(Collected data entries)

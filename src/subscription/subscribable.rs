// SPDX-License-Identifier: MPL-2.0
// This Source Code Form is subject to the terms of the Mozilla Public
// License, v. 2.0. If a copy of the MPL was not distributed with this
// file, You can obtain one at https://mozilla.org/MPL/2.0/.

//! Subscribable trait for types that own an emitter.
//!
//! Application objects (connections, devices, sessions) usually emit events
//! about themselves. Embedding an [`Emitter`] and implementing this trait
//! gives them the full listen/emit/proxy surface.

use std::future::Future;
use std::sync::Arc;

use crate::Emitter;
use crate::category::EventCategory;
use crate::error::Result;
use crate::event::Event;

use super::{Callback, Subscription};

/// Trait for types that emit events through an embedded [`Emitter`].
///
/// # Examples
///
/// ```
/// use emitter_lib::Emitter;
/// use emitter_lib::category::HierarchyBuilder;
/// use emitter_lib::event::Event;
/// use emitter_lib::subscription::Subscribable;
///
/// struct Connection {
///     events: Emitter,
/// }
///
/// impl Subscribable for Connection {
///     fn emitter(&self) -> &Emitter {
///         &self.events
///     }
/// }
///
/// # #[tokio::main(flavor = "current_thread")]
/// # async fn main() -> emitter_lib::Result<()> {
/// let hierarchy = HierarchyBuilder::new("BaseEvent")
///     .category("Opened", &[])
///     .build()?;
/// let connection = Connection {
///     events: Emitter::new(hierarchy.clone(), tokio::runtime::Handle::current()),
/// };
///
/// let opened = hierarchy.lookup("Opened").unwrap();
/// connection.listen(hierarchy.root(), |event| {
///     println!("connection event: {:?}", event.category());
/// })?;
/// connection.emit(Event::new(opened))?;
/// # Ok(())
/// # }
/// ```
pub trait Subscribable {
    /// Returns the embedded emitter.
    fn emitter(&self) -> &Emitter;

    /// Subscribes a synchronous callback to `category` and its descendants.
    ///
    /// # Errors
    ///
    /// Returns [`Error::InvalidCategory`](crate::Error::InvalidCategory) if
    /// the category is not part of the emitter's hierarchy.
    fn listen<F>(&self, category: EventCategory, callback: F) -> Result<Subscription>
    where
        F: Fn(Arc<Event>) + Send + Sync + 'static,
    {
        self.emitter()
            .listen_with(category, Callback::immediate(callback))
    }

    /// Subscribes an async callback to `category` and its descendants.
    ///
    /// # Errors
    ///
    /// Returns [`Error::InvalidCategory`](crate::Error::InvalidCategory) if
    /// the category is not part of the emitter's hierarchy.
    fn listen_async<F, Fut>(&self, category: EventCategory, callback: F) -> Result<Subscription>
    where
        F: Fn(Arc<Event>) -> Fut + Send + Sync + 'static,
        Fut: Future<Output = ()> + Send + 'static,
    {
        self.emitter()
            .listen_with(category, Callback::deferred(callback))
    }

    /// Emits an event through the embedded emitter.
    ///
    /// # Errors
    ///
    /// Returns [`Error::InvalidEvent`](crate::Error::InvalidEvent) if the
    /// event's category is not part of the emitter's hierarchy.
    fn emit<E>(&self, event: E) -> Result<()>
    where
        E: Into<Arc<Event>>,
    {
        self.emitter().emit(event)
    }

    /// Re-emits every event emitted by `source`.
    ///
    /// # Errors
    ///
    /// Returns [`Error::HierarchyMismatch`](crate::Error::HierarchyMismatch)
    /// if the two emitters use different hierarchies.
    fn proxy<S>(&self, source: &S) -> Result<Subscription>
    where
        S: Subscribable + ?Sized,
    {
        self.emitter().proxy(source.emitter())
    }
}

impl Subscribable for Emitter {
    fn emitter(&self) -> &Emitter {
        self
    }
}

Work item. Quote all of the entries exactly as they appear.

Output for this exercise.
filename src/subscription/subscribable.rs
// SPDX-License-Identifier: MPL-2.0
// This Source Code Form is subject to the terms of the Mozilla Public
// License, v. 2.0. If a copy of the MPL was not distributed with this
// file, You can obtain one at https://mozilla.org/MPL/2.0/.

//! Subscribable trait for types that own an emitter.
//!
//! Application objects (connections, devices, sessions) usually emit events
//! about themselves. Embedding an [`Emitter`] and implementing this trait
//! gives them the full listen/emit/proxy surface.

use std::future::Future;
use std::sync::Arc;

use crate::Emitter;
use crate::category::EventCategory;
use crate::error::Result;
use crate::event::Event;

use super::{Callback, Subscription};

/// Trait for types that emit events through an embedded [`Emitter`].
///
/// # Examples
///
/// ```
/// use emitter_lib::Emitter;
/// use emitter_lib::category::HierarchyBuilder;
/// use emitter_lib::event::Event;
/// use emitter_lib::subscription::Subscribable;
///
/// struct Connection {
///     events: Emitter,
/// }
///
/// impl Subscribable for Connection {
///     fn emitter(&self) -> &Emitter {
///         &self.events
///     }
/// }
///
/// # #[tokio::main(flavor = "current_thread")]
/// # async fn main() -> emitter_lib::Result<()> {
/// let hierarchy = HierarchyBuilder::new("BaseEvent")
///     .category("Opened", &[])
///     .build()?;
/// let connection = Connection {
///     events: Emitter::new(hierarchy.clone(), tokio::runtime::Handle::current()),
/// };
///
/// let opened = hierarchy.lookup("Opened").unwrap();
/// connection.listen(hierarchy.root(), |event| {
///     println!("connection event: {:?}", event.category());
/// })?;
/// connection.emit(Event::new(opened))?;
/// # Ok(())
/// # }
/// ```
pub trait Subscribable {
    /// Returns the embedded emitter.
    fn emitter(&self) -> &Emitter;

    /// Subscribes a synchronous callback to `category` and its descendants.
    ///
    /// # Errors
    ///
    /// Returns [`Error::InvalidCategory`](crate::Error::InvalidCategory) if
    /// the category is not part of the emitter's hierarchy.
    fn listen<F>(&self, category: EventCategory, callback: F) -> Result<Subscription>
    where
        F: Fn(Arc<Event>) + Send + Sync + 'static,
    {
        self.emitter()
            .listen_with(category, Callback::immediate(callback))
    }

    /// Subscribes an async callback to `category` and its descendants.
    ///
    /// # Errors
    ///
    /// Returns [`Error::InvalidCategory`](crate::Error::InvalidCategory) if
    /// the category is not part of the emitter's hierarchy.
    fn listen_async<F, Fut>(&self, category: EventCategory, callback: F) -> Result<Subscription>
    where
        F: Fn(Arc<Event>) -> Fut + Send + Sync + 'static,
        Fut: Future<Output = ()> + Send + 'static,
    {
        self.emitter()
            .listen_with(category, Callback::deferred(callback))
    }

    /// Emits an event through the embedded emitter.
    ///
    /// # Errors
    ///
    /// Returns [`Error::InvalidEvent`](crate::Error::InvalidEvent) if the
    /// event's category is not part of the emitter's hierarchy.
    fn emit<E>(&self, event: E) -> Result<()>
    where
        E: Into<Arc<Event>>,
    {
        self.emitter().emit(event)
    }

    /// Re-emits every event emitted by `source`.
    ///
    /// # Errors
    ///
    /// Returns [`Error::HierarchyMismatch`](crate::Error::HierarchyMismatch)
    /// if the two emitters use different hierarchies.
    fn proxy<S>(&self, source: &S) -> Result<Subscription>
    where
        S: Subscribable + ?Sized,
    {
        self.emitter().proxy(source.emitter())
    }
}

impl Subscribable for Emitter {
    fn emitter(&self) -> &Emitter {
        self
    }
}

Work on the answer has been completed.